* _Prompt_
How do the records below read from their first line through the line containing "let parent = CodedIndex::new(TableId::TypeRef, 3)"? Write those lines out exactly.

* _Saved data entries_

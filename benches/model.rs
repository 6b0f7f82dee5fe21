extern crate dotmodel;

use criterion::{criterion_group, criterion_main, BatchSize, Criterion, Throughput};
use dotmodel::prelude::*;
use std::{hint::black_box, sync::Arc};

const TYPES: u32 = 2_000;

/// A module with `TYPES` classes, each implementing `System.IDisposable` and carrying one
/// custom attribute
fn synthetic_image() -> Vec<u8> {
    let mut builder = RawMetadataBuilder::new();
    let name = builder.string("Bench.dll").unwrap();
    builder
        .add_row(TableId::Module, vec![0, name, 0, 0, 0])
        .unwrap();

    let mscorlib = builder.string("mscorlib").unwrap();
    builder
        .add_row(TableId::AssemblyRef, vec![4, 0, 0, 0, 0, 0, mscorlib, 0, 0])
        .unwrap();
    let scope = CodedIndex::new(TableId::AssemblyRef, 1)
        .encode(CodedIndexType::ResolutionScope)
        .unwrap();
    let system = builder.string("System").unwrap();
    for name in ["Object", "IDisposable", "ObsoleteAttribute"] {
        let name = builder.string(name).unwrap();
        builder
            .add_row(TableId::TypeRef, vec![scope, name, system])
            .unwrap();
    }

    let object = CodedIndex::new(TableId::TypeRef, 1)
        .encode(CodedIndexType::TypeDefOrRef)
        .unwrap();
    let namespace = builder.string("Bench").unwrap();
    for index in 0..TYPES {
        let name = builder.string(&format!("Type{}", index)).unwrap();
        builder
            .add_row(
                TableId::TypeDef,
                vec![0x0010_0001, name, namespace, object, 1, 1],
            )
            .unwrap();
    }

    let ctor = builder.string(".ctor").unwrap();
    let signature = builder.blob(&[0x20, 0x00, 0x01]).unwrap();
    let parent = CodedIndex::new(TableId::TypeRef, 3)
        .encode(CodedIndexType::MemberRefParent)
        .unwrap();
    builder
        .add_row(TableId::MemberRef, vec![parent, ctor, signature])
        .unwrap();

    let disposable = CodedIndex::new(TableId::TypeRef, 2)
        .encode(CodedIndexType::TypeDefOrRef)
        .unwrap();
    for rid in 1..=TYPES {
        builder
            .add_row(TableId::InterfaceImpl, vec![rid, disposable])
            .unwrap();
    }

    let constructor = CodedIndex::new(TableId::MemberRef, 1)
        .encode(CodedIndexType::CustomAttributeType)
        .unwrap();
    let value = builder.blob(&[0x01, 0x00, 0x00, 0x00]).unwrap();
    for rid in 1..=TYPES {
        let owner = CodedIndex::new(TableId::TypeDef, rid)
            .encode(CodedIndexType::HasCustomAttribute)
            .unwrap();
        builder
            .add_row(TableId::CustomAttribute, vec![owner, constructor, value])
            .unwrap();
    }

    builder.build_image().unwrap()
}

fn load(image: &[u8]) -> Arc<ModuleDef> {
    ModuleDef::load(File::from_flat(image.to_vec(), 0x2000).unwrap()).unwrap()
}

fn bench_materialization(c: &mut Criterion) {
    let image = synthetic_image();

    let mut group = c.benchmark_group("model");
    group.throughput(Throughput::Elements(u64::from(TYPES)));
    group.bench_function("load", |b| {
        b.iter(|| black_box(load(black_box(&image))));
    });
    group.bench_function("lazy_interfaces", |b| {
        b.iter_batched(
            || load(&image),
            |module| {
                for rid in 1..=TYPES {
                    let type_def = module.type_def(rid).unwrap();
                    black_box(type_def.interfaces().unwrap().len());
                }
            },
            BatchSize::SmallInput,
        );
    });
    group.bench_function("preload", |b| {
        b.iter_batched(
            || load(&image),
            |module| module.preload().unwrap(),
            BatchSize::SmallInput,
        );
    });
    group.bench_function("cached_lookup", |b| {
        let module = load(&image);
        module.preload().unwrap();
        b.iter(|| {
            for rid in 1..=TYPES {
                black_box(module.type_def(black_box(rid)).unwrap());
            }
        });
    });
    group.finish();
}

fn bench_writer(c: &mut Criterion) {
    let image = synthetic_image();

    let mut group = c.benchmark_group("writer");
    group.throughput(Throughput::Bytes(image.len() as u64));
    group.bench_function("unmodified", |b| {
        let module = load(&image);
        b.iter(|| black_box(ImageWriter::new(&module).write().unwrap()));
    });
    group.bench_function("materialized", |b| {
        let module = load(&image);
        module.preload().unwrap();
        b.iter(|| black_box(ImageWriter::new(&module).write().unwrap()));
    });
    group.finish();
}

criterion_group!(benches, bench_materialization, bench_writer);
criterion_main!(benches);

* _Exercise result_
filename benches/model.rs
repository 6b0f7f82dee5fe21
extern crate dotmodel;

use criterion::{criterion_group, criterion_main, BatchSize, Criterion, Throughput};
use dotmodel::prelude::*;
use std::{hint::black_box, sync::Arc};

const TYPES: u32 = 2_000;

/// A module with `TYPES` classes, each implementing `System.IDisposable` and carrying one
/// custom attribute
fn synthetic_image() -> Vec<u8> {
    let mut builder = RawMetadataBuilder::new();
    let name = builder.string("Bench.dll").unwrap();
    builder
        .add_row(TableId::Module, vec![0, name, 0, 0, 0])
        .unwrap();

    let mscorlib = builder.string("mscorlib").unwrap();
    builder
        .add_row(TableId::AssemblyRef, vec![4, 0, 0, 0, 0, 0, mscorlib, 0, 0])
        .unwrap();
    let scope = CodedIndex::new(TableId::AssemblyRef, 1)
        .encode(CodedIndexType::ResolutionScope)
        .unwrap();
    let system = builder.string("System").unwrap();
    for name in ["Object", "IDisposable", "ObsoleteAttribute"] {
        let name = builder.string(name).unwrap();
        builder
            .add_row(TableId::TypeRef, vec![scope, name, system])
            .unwrap();
    }

    let object = CodedIndex::new(TableId::TypeRef, 1)
        .encode(CodedIndexType::TypeDefOrRef)
        .unwrap();
    let namespace = builder.string("Bench").unwrap();
    for index in 0..TYPES {
        let name = builder.string(&format!("Type{}", index)).unwrap();
        builder
            .add_row(
                TableId::TypeDef,
                vec![0x0010_0001, name, namespace, object, 1, 1],
            )
            .unwrap();
    }

    let ctor = builder.string(".ctor").unwrap();
    let signature = builder.blob(&[0x20, 0x00, 0x01]).unwrap();
    let parent = CodedIndex::new(TableId::TypeRef, 3)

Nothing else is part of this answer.